Sonic branding and the Daily Office

I’ve been watching some of the highlights of the Euro2012 football tournament. The online clips, at least on the BBC website, all start with the flowery Euro2012 logo and a burst of five notes ba-da-ba-bup-ba. Earwigo earworms, also known as sonic branding, “building a relationship between the product and its target market through the latter’s ears”, or “How … advertisers capture your soul with just five musical notes”. Sonic branding is traced back through the advertising jingle to Richard Wagner’s leitmotifs. I expect he’d be delighted to have that legacy.

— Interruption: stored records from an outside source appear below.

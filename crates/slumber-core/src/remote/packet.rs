//! Magic packet decoding
//!
//! The wire format mirrors wake-on-LAN: a 6-byte header of one repeated
//! marker byte, the target MAC address repeated 16 times, and an optional
//! trailing UTF-8 password. The marker selects the power action.

use slumber_api::PowerAction;
use thiserror::Error;

/// Marker byte for each action, repeated 6 times as the packet header
const MARKER_STANDBY: u8 = 0xAA;
const MARKER_HIBERNATE: u8 = 0xBB;
const MARKER_RESTART: u8 = 0xCC;
const MARKER_SHUTDOWN: u8 = 0xDD;

/// Header length plus 16 MAC repetitions
pub const MIN_PACKET_LEN: usize = 6 + 16 * 6;

/// Offset of the optional password
pub const PASSWORD_OFFSET: usize = MIN_PACKET_LEN;

#[derive(Debug, Error, PartialEq, Eq)]
pub enum PacketError {
    #[error("Packet too short: {0} bytes")]
    TooShort(usize),

    #[error("Unknown marker byte {0:#04x}")]
    UnknownMarker(u8),

    #[error("Header bytes are not uniform")]
    InconsistentHeader,

    #[error("MAC repetitions disagree or match no local interface")]
    MacMismatch,

    #[error("Password required but not present")]
    PasswordMissing,

    #[error("Password rejected")]
    PasswordMismatch,

    #[error("Password bytes are not valid UTF-8")]
    PasswordNotUtf8,
}

/// Decode one datagram.
///
/// The packet must address one of `local_macs`, consistently in all 16
/// repetitions. When `password` is configured, the trailing bytes must
/// decode to exactly that string; without a configured password any
/// trailing bytes are ignored.
pub fn decode_packet(
    data: &[u8],
    local_macs: &[[u8; 6]],
    password: Option<&str>,
) -> Result<PowerAction, PacketError> {
    if data.len() < MIN_PACKET_LEN {
        return Err(PacketError::TooShort(data.len()));
    }

    let marker = data[0];
    if data[1..6].iter().any(|&b| b != marker) {
        return Err(PacketError::InconsistentHeader);
    }
    let action = match marker {
        MARKER_STANDBY => PowerAction::Standby,
        MARKER_HIBERNATE => PowerAction::Hibernate,
        MARKER_RESTART => PowerAction::Restart,
        MARKER_SHUTDOWN => PowerAction::Shutdown,
        other => return Err(PacketError::UnknownMarker(other)),
    };

    let mac: [u8; 6] = data[6..12].try_into().map_err(|_| PacketError::MacMismatch)?;
    for repetition in data[6..PASSWORD_OFFSET].chunks_exact(6) {
        if repetition != mac {
            return Err(PacketError::MacMismatch);
        }
    }
    if !local_macs.contains(&mac) {
        return Err(PacketError::MacMismatch);
    }

    if let Some(expected) = password {
        let trailing = &data[PASSWORD_OFFSET..];
        if trailing.is_empty() {
            return Err(PacketError::PasswordMissing);
        }
        let supplied =
            std::str::from_utf8(trailing).map_err(|_| PacketError::PasswordNotUtf8)?;
        if supplied != expected {
            return Err(PacketError::PasswordMismatch);
        }
    }

    Ok(action)
}

/// Build a packet; the counterpart of [`decode_packet`], used by the
/// companion remote and by tests.
pub fn encode_packet(action: PowerAction, mac: [u8; 6], password: Option<&str>) -> Vec<u8> {
    let marker = match action {
        PowerAction::Standby => MARKER_STANDBY,
        PowerAction::Hibernate => MARKER_HIBERNATE,
        PowerAction::Restart => MARKER_RESTART,
        PowerAction::Shutdown => MARKER_SHUTDOWN,
    };

    let mut packet = Vec::with_capacity(MIN_PACKET_LEN);
    packet.extend(std::iter::repeat(marker).take(6));
    for _ in 0..16 {
        packet.extend_from_slice(&mac);
    }
    if let Some(pw) = password {
        packet.extend_from_slice(pw.as_bytes());
    }
    packet
}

For my own soul music I go back even further, to the psalm tones of Gregorian chant, the five (or so) musical notes of the intonationmediation and ending. I was missing the psalms, so in the last few weeks I’ve started saying a daily Office again. It’s a very short Office, that I know I will find manageable. I have based it on Saint Benedict’s Prayer Book for Beginners, but using inclusive language (publishers take note), changing some of the psalms and collects and adding a bit of topping and tailing. It’s very flexible. I can change it if something isn’t working properly or I find a better way of doing it, or a change is otherwise needed. For example, the psalms need a bit more rejigging. And not least, it started life as being words only, but I’m planning to add the psalm tones and antiphons. Having them in front of me would be easier than making them up as I go along, as I find myself doing now.

As Augustine said, “those who sing, pray twice”. This is the relationship that matters.